***** GIVEN INFORMATION

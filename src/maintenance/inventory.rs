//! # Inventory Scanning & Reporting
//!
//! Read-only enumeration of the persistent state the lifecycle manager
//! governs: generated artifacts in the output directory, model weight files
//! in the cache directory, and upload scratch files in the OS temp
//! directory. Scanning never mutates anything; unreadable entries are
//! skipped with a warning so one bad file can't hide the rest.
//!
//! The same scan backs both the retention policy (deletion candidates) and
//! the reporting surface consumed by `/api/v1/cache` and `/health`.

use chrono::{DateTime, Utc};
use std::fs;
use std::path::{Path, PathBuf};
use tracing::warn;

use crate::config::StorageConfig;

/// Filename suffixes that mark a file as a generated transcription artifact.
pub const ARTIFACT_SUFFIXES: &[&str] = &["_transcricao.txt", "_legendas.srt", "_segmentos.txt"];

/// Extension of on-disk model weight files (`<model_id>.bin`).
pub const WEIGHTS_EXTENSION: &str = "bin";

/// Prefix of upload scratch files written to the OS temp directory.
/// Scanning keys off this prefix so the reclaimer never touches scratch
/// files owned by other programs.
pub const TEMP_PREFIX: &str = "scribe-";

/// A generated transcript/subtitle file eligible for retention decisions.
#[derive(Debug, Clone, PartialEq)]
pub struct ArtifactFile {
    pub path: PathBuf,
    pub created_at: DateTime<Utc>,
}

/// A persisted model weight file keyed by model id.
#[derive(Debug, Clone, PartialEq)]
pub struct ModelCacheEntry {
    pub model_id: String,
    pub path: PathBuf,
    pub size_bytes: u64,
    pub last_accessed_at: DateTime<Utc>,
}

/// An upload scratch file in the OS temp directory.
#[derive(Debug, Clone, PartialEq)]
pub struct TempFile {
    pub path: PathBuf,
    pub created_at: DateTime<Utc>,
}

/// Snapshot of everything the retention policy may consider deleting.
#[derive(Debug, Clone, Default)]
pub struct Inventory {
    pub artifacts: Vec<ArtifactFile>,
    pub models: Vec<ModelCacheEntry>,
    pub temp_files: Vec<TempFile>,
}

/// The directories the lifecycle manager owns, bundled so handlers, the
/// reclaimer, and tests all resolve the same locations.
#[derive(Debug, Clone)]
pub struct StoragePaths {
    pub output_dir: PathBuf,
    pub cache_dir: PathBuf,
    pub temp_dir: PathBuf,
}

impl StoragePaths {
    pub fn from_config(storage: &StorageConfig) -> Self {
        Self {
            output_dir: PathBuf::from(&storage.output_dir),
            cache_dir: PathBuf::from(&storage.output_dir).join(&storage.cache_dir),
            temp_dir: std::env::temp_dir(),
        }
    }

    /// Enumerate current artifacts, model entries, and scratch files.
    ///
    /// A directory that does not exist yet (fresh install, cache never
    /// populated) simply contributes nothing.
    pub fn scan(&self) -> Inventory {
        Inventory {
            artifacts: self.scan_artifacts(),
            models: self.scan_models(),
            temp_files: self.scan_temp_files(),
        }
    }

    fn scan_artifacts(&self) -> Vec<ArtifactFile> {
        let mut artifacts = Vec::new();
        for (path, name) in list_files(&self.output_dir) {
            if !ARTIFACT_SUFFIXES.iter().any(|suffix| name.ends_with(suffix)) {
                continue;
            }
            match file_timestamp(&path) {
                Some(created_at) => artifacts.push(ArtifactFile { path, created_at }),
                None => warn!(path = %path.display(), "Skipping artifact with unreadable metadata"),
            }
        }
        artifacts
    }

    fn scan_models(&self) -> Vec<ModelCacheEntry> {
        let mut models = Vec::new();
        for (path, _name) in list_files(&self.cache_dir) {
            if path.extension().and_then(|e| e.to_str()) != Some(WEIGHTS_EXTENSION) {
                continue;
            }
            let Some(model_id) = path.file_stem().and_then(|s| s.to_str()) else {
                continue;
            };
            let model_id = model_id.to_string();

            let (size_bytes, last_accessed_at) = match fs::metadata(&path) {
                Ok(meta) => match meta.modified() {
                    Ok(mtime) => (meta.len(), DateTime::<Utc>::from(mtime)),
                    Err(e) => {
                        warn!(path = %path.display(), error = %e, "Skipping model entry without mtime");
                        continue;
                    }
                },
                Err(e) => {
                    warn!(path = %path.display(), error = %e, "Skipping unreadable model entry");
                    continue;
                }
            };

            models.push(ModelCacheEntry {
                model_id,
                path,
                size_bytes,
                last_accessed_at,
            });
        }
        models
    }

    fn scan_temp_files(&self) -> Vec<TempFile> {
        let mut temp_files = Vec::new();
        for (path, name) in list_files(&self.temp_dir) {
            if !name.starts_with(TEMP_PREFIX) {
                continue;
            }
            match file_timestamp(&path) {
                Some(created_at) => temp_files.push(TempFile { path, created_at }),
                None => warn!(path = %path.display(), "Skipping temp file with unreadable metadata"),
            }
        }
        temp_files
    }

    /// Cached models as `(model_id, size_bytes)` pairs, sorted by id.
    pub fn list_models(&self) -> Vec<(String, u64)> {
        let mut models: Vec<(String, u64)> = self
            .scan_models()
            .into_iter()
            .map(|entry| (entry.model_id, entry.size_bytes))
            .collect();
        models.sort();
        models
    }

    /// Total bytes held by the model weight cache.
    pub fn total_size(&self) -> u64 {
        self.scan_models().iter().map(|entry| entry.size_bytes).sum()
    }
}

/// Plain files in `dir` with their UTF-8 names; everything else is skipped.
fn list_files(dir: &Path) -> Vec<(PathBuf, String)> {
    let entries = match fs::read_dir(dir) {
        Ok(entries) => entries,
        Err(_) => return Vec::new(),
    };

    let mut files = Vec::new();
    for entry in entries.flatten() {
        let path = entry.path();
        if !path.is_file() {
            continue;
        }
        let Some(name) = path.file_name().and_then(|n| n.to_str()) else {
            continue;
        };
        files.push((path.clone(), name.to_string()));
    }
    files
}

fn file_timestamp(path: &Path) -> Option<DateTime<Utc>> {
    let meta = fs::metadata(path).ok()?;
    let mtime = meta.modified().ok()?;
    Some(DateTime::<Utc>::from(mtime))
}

**********

§ WHAT THE TASK ASKS: Every line above that includes the word "never" must appear in the answer.

§ RESPONSE TO THIS EXERCISE:
//! directory. Scanning never mutates anything; unreadable entries are
/// Scanning keys off this prefix so the reclaimer never touches scratch
    /// A directory that does not exist yet (fresh install, cache never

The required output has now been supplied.